Comment concilier intérêt financier et intérêt public ? OpenAI s’est structuré dans cette logique, en plaçant, au coeur de sa gouvernance, une organisation à but non lucratif.

Celle-ci a pour mission de développer « une intelligence artificielle générale sûre et largement bénéfique pour l’humanité ». Elle contrôle l’intégralité des activités de la branche à but lucratif… et peut notamment en révoquer les dirigeants. C’est ce qui s’est passé récemment avec l’éviction – temporaire, mais retentissante – de Sam Altman.

La structuration d’Anthropic fait écho à celle d’OpenAI. Au sommet de la pyramide se trouve une PBC (Public Benefit Corporation, « entreprise d’intérêt pour la société », forme d’entreprise à mission conçue pour des entités à but lucratif).

Enregistrée dans le Delaware, elle contrôle quatre filiales « opérationnelles » : la principale créée en février 2021 en Californie, les autres constituées en août 2022 dans l’État de New York, le Massachusetts et l’État de Washington.

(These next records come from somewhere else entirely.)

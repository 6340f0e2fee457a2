//! Canonical filename synthesis

use crate::config::FilenameConfig;
use chrono::{Local, NaiveDateTime};
use docket_domain::SummaryRecord;
use regex::Regex;
use std::sync::LazyLock;
use tracing::debug;

/// Subject used when a summary has no parties
pub const UNKNOWN_PARTY: &str = "Unknown Party";

/// Date segment used when a summary has no filing date
pub const UNDATED: &str = "Undated";

/// Longest name, in bytes, most filesystems accept (NAME_MAX)
pub const MAX_NAME_BYTES: usize = 255;

const SEPARATOR: &str = " - ";

const FORBIDDEN: &[char] = &['/', '\\', ':', '*', '?', '"', '<', '>', '|'];

static SEPARATOR_RUN_RE: LazyLock<Regex> =
    LazyLock::new(|| Regex::new(r"\s*-(?:\s*-)+\s*").unwrap());

/// Builds `<Party> - <Type> - <Area> - <YYYY-MM-DD><ext>` filenames
#[derive(Debug, Clone)]
pub struct FilenameSynthesizer {
    max_length: usize,
    practice_area: String,
    fallback_name: String,
}

impl FilenameSynthesizer {
    /// Create a synthesizer from configuration
    pub fn new(config: &FilenameConfig) -> Self {
        Self {
            max_length: config.max_length,
            practice_area: config.practice_area.clone(),
            fallback_name: config.fallback_name.clone(),
        }
    }

    /// Synthesize a filename, timestamping any fallback with local time
    pub fn synthesize(&self, record: &SummaryRecord, ext: &str) -> String {
        self.synthesize_at(record, ext, Local::now().naive_local())
    }

    /// Synthesize a filename using `now` for any fallback timestamp
    pub fn synthesize_at(&self, record: &SummaryRecord, ext: &str, now: NaiveDateTime) -> String {
        let party = record
            .primary_party()
            .map(|p| p.name())
            .unwrap_or(UNKNOWN_PARTY);
        let date = record
            .date_filed()
            .map(|d| d.format("%Y-%m-%d").to_string())
            .unwrap_or_else(|| UNDATED.to_string());

        let raw_base = [
            party,
            record.document_type().short_name(),
            &self.practice_area,
            &date,
        ]
        .join(SEPARATOR);

        self.sanitize(&raw_base, ext, now)
    }

    /// Make `raw_base` + `ext` safe for common filesystems
    ///
    /// Reserved characters are removed, whitespace and separator runs are
    /// collapsed, and the base is truncated so the whole name fits
    /// `max_length` characters and [`MAX_NAME_BYTES`] bytes with the
    /// extension intact. An empty base is replaced by the fallback name and a
    /// timestamp.
    pub fn sanitize(&self, raw_base: &str, ext: &str, now: NaiveDateTime) -> String {
        let ext = normalize_extension(ext);
        let budget = Budget {
            chars: self.max_length.saturating_sub(ext.chars().count()),
            bytes: MAX_NAME_BYTES.saturating_sub(ext.len()),
        };

        let mut base = budget.truncate(&clean(raw_base));
        if base.is_empty() {
            let fallback = format!(
                "{}{}{}",
                self.fallback_name,
                SEPARATOR,
                now.format("%Y%m%d-%H%M%S")
            );
            debug!("Sanitized name was empty, using '{}'", fallback);
            base = budget.truncate(&clean(&fallback));
            if base.is_empty() {
                base = fallback;
            }
        }

        format!("{}{}", base, ext)
    }
}

impl Default for FilenameSynthesizer {
    fn default() -> Self {
        Self::new(&FilenameConfig::default())
    }
}

fn strip_reserved(text: &str) -> String {
    text.chars()
        .filter(|c| !FORBIDDEN.contains(c) && !c.is_control())
        .collect()
}

fn trim_edges(text: &str) -> &str {
    text.trim_matches(|c: char| c.is_whitespace() || matches!(c, '-' | '.' | '_'))
}

fn clean(raw: &str) -> String {
    let stripped = strip_reserved(raw);
    let collapsed = stripped.split_whitespace().collect::<Vec<_>>().join(" ");
    let collapsed = SEPARATOR_RUN_RE.replace_all(&collapsed, SEPARATOR);
    trim_edges(&collapsed).to_string()
}

/// Room left for the base name
#[derive(Debug, Clone, Copy)]
struct Budget {
    chars: usize,
    bytes: usize,
}

impl Budget {
    /// Cut on a char boundary so both limits hold
    fn truncate(self, text: &str) -> String {
        let end = text
            .char_indices()
            .enumerate()
            .find(|&(count, (idx, c))| count >= self.chars || idx + c.len_utf8() > self.bytes)
            .map(|(_, (idx, _))| idx);

        match end {
            Some(idx) => trim_edges(&text[..idx]).to_string(),
            None => text.to_string(),
        }
    }
}

/// `pdf` → `.pdf`; reserved characters and whitespace are dropped
fn normalize_extension(ext: &str) -> String {
    let ext: String = strip_reserved(ext)
        .chars()
        .filter(|c| !c.is_whitespace())
        .collect();
    let ext = ext.trim_start_matches('.');
    if ext.is_empty() {
        String::new()
    } else {
        format!(".{}", ext)
    }
}
//! Party resolution from PERSON and ORG mentions

use crate::config::PartyConfig;
use crate::normalize::normalize_mention;
use docket_domain::{Entity, EntityCategory, EntityMapping, Party};
use std::collections::HashSet;
use tracing::debug;

/// Turns PERSON/ORG mentions into a deduplicated, ordered party list
///
/// 1. PERSON and ORG mentions are merged by document position
/// 2. Each mention is normalized
/// 3. Blocklisted and too-short mentions are dropped
/// 4. Mentions are deduplicated case-insensitively, first casing wins
#[derive(Debug, Clone)]
pub struct PartyResolver {
    /// Blocklist entries as word sequences, e.g. `["clerk", "of", "court"]`
    blocklist: Vec<Vec<String>>,
    min_chars: usize,
    min_words: usize,
    max_parties: Option<usize>,
}

impl PartyResolver {
    /// Create a resolver from configuration
    pub fn new(config: &PartyConfig) -> Self {
        let blocklist = config
            .blocklist
            .iter()
            .map(|term| words(term))
            .filter(|w| !w.is_empty())
            .collect();

        Self {
            blocklist,
            min_chars: config.min_chars,
            min_words: config.min_words,
            max_parties: config.max_parties,
        }
    }

    /// Resolve parties from an entity mapping
    pub fn resolve(&self, entities: &EntityMapping) -> Vec<Party> {
        let mut mentions: Vec<&Entity> = entities
            .get(&EntityCategory::Person)
            .iter()
            .chain(entities.get(&EntityCategory::Org))
            .collect();
        // Stable: PERSON precedes ORG on equal or missing positions
        mentions.sort_by_key(|e| e.position());

        self.resolve_mentions(mentions.into_iter().map(Entity::text))
    }

    /// Resolve parties from mentions already in document order
    pub fn resolve_mentions<'a, I>(&self, mentions: I) -> Vec<Party>
    where
        I: IntoIterator<Item = &'a str>,
    {
        let mut seen = HashSet::new();
        let mut parties = Vec::new();

        for raw in mentions {
            let Some(name) = normalize_mention(raw) else {
                continue;
            };
            if !self.accepts(&name) {
                debug!("Dropping party mention '{}'", name);
                continue;
            }
            if seen.insert(Party::key_for(&name)) {
                parties.push(Party::new(&name));
            }
            if self.max_parties.is_some_and(|max| parties.len() >= max) {
                break;
            }
        }

        parties
    }

    fn accepts(&self, name: &str) -> bool {
        if name.chars().count() < self.min_chars {
            return false;
        }
        if name.split_whitespace().count() < self.min_words {
            return false;
        }
        !self.is_blocked(name)
    }

    /// Whether any blocklist entry occurs in the name as whole words
    fn is_blocked(&self, name: &str) -> bool {
        let name_words = words(name);
        self.blocklist.iter().any(|term| {
            name_words
                .windows(term.len())
                .any(|window| window == term.as_slice())
        })
    }
}

impl Default for PartyResolver {
    fn default() -> Self {
        Self::new(&PartyConfig::default())
    }
}

/// Lowercased alphanumeric words
fn words(text: &str) -> Vec<String> {
    text.split(|c: char| !c.is_alphanumeric())
        .filter(|w| !w.is_empty())
        .map(str::to_lowercase)
        .collect()
}

#[cfg(test)]
mod tests {
    use super::*;
    use proptest::prelude::*;

    fn names(parties: &[Party]) -> Vec<&str> {
        parties.iter().map(Party::name).collect()
    }

    #[test]
    fn test_case_insensitive_dedup_keeps_first_casing() {
        let resolver = PartyResolver::default();
        let parties = resolver.resolve_mentions([
            "Johnathan Mitchell",
            "JOHNATHAN MITCHELL",
            "Hunter Warfield",
        ]);
        assert_eq!(names(&parties), vec!["Johnathan Mitchell", "Hunter Warfield"]);
    }

    #[test]
    fn test_merge_by_document_position() {
        let mapping = EntityMapping::from_entities(vec![
            Entity::with_span(EntityCategory::Person, "Jane Roe", 120, 128),
            Entity::with_span(EntityCategory::Org, "Hunter Warfield, Inc.", 10, 31),
            Entity::with_span(EntityCategory::Person, "Johnathan Mitchell", 50, 68),
        ]);
        let parties = PartyResolver::default().resolve(&mapping);
        assert_eq!(
            names(&parties),
            vec!["Hunter Warfield, Inc", "Johnathan Mitchell", "Jane Roe"]
        );
    }

    #[test]
    fn test_without_spans_person_precedes_org() {
        let mapping = EntityMapping::from_entities(vec![
            Entity::new(EntityCategory::Org, "Acme Holdings"),
            Entity::new(EntityCategory::Person, "Jane Roe"),
        ]);
        let parties = PartyResolver::default().resolve(&mapping);
        assert_eq!(names(&parties), vec!["Jane Roe", "Acme Holdings"]);
    }

    #[test]
    fn test_blocklist_and_thresholds() {
        let resolver = PartyResolver::default();
        let parties = resolver.resolve_mentions([
            "Circuit Court",
            "Clerk of Court",
            "Honorable Jane Smith",
            "Madonna",
            "Ed",
            "  Hunter \n Warfield  ",
        ]);
        assert_eq!(names(&parties), vec!["Hunter Warfield"]);
    }

    #[test]
    fn test_blocklist_matches_whole_words_only() {
        let resolver = PartyResolver::default();
        // "courtney" contains "court" but is not the word "court"
        let parties = resolver.resolve_mentions(["Courtney Love"]);
        assert_eq!(names(&parties), vec!["Courtney Love"]);
    }

    #[test]
    fn test_max_parties_cap() {
        let config = PartyConfig {
            max_parties: Some(2),
            ..PartyConfig::default()
        };
        let parties = PartyResolver::new(&config).resolve_mentions([
            "Jane Roe",
            "JANE ROE",
            "John Doe",
            "Hunter Warfield",
        ]);
        assert_eq!(names(&parties), vec!["Jane Roe", "John Doe"]);
    }

    #[test]
    fn test_no_mentions_is_empty() {
        let parties = PartyResolver::default().resolve(&EntityMapping::new());
        assert!(parties.is_empty());
    }

    proptest! {
        #[test]
        fn resolved_parties_are_unique(mentions in prop::collection::vec("[A-Za-z]{3,6} [A-Za-z]{3,6}", 0..16)) {
            let parties = PartyResolver::default()
                .resolve_mentions(mentions.iter().map(String::as_str));
            let keys: HashSet<_> = parties.iter().map(Party::dedup_key).collect();
            prop_assert_eq!(keys.len(), parties.len());
        }
    }
}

Le statut de PBC permet à Anthropic de poursuivre à la fois une recherche de profit et une mission définie comme « le développement et la maintenance responsables d’une IA avancée pour le bénéfice à long terme de l’humanité ». Il ne rend cependant pas les administrateurs responsables vis-à-vis des externalités – c’est-à-dire des parties prenantes autres que les actionnaires que l’activité de l’entreprise pourrait affecter. Aussi a-t-il été décidé d’y adjoindre un organisme dit LTBT (Long-Term Benefit Trust). Ses cinq membres sont « détachés des intérêts financiers d’Anthropic ».

Un organisme expérimental… et révocable par les actionnaires

Les jalons avaient été posés en 2021 à l’occasion du tour de table de série A. On parlait alors de LTBC (Long-Term Benefit Committee). Ses pouvoirs ont véritablement été consacrés en mai dernier, au moment du bouclage du tour de table de série C.

Depuis lors, une catégorie spéciale d’actions (ordinaires de classe T), réservée aux membres du LTBT, leur confèrent le droit d’élire et de révoquer des administrateurs. Ce droit se limite pour le moment à un siège. Il est censé s’étendre avec le temps et selon les financements obtenus. Dans tous les cas, il doit englober la majorité du board sous quatre ans.

De par sa nature expérimentale, cet organisme est renconfigurable sans le consentement de ses membres si une « majorité suffisante » d’actionnaires le décident, concède Anthropic. La majorité requise augmentera parallèlement à l’accroissement des pouvoirs du LTBT. 

La quasi-intégralité de l’équipe fondatrice d’Anthropic travaillait auparavant chez OpenAI. À commencer par Daniela et Dario Amodei, le tandem dirigeant. L’équipe technique comprend, en nombre, des anciens de Facebook/Meta et de Microsoft. On trouve aussi, sur les CV, de l’Apple, du VMware, du Quora, du FireEye, etc.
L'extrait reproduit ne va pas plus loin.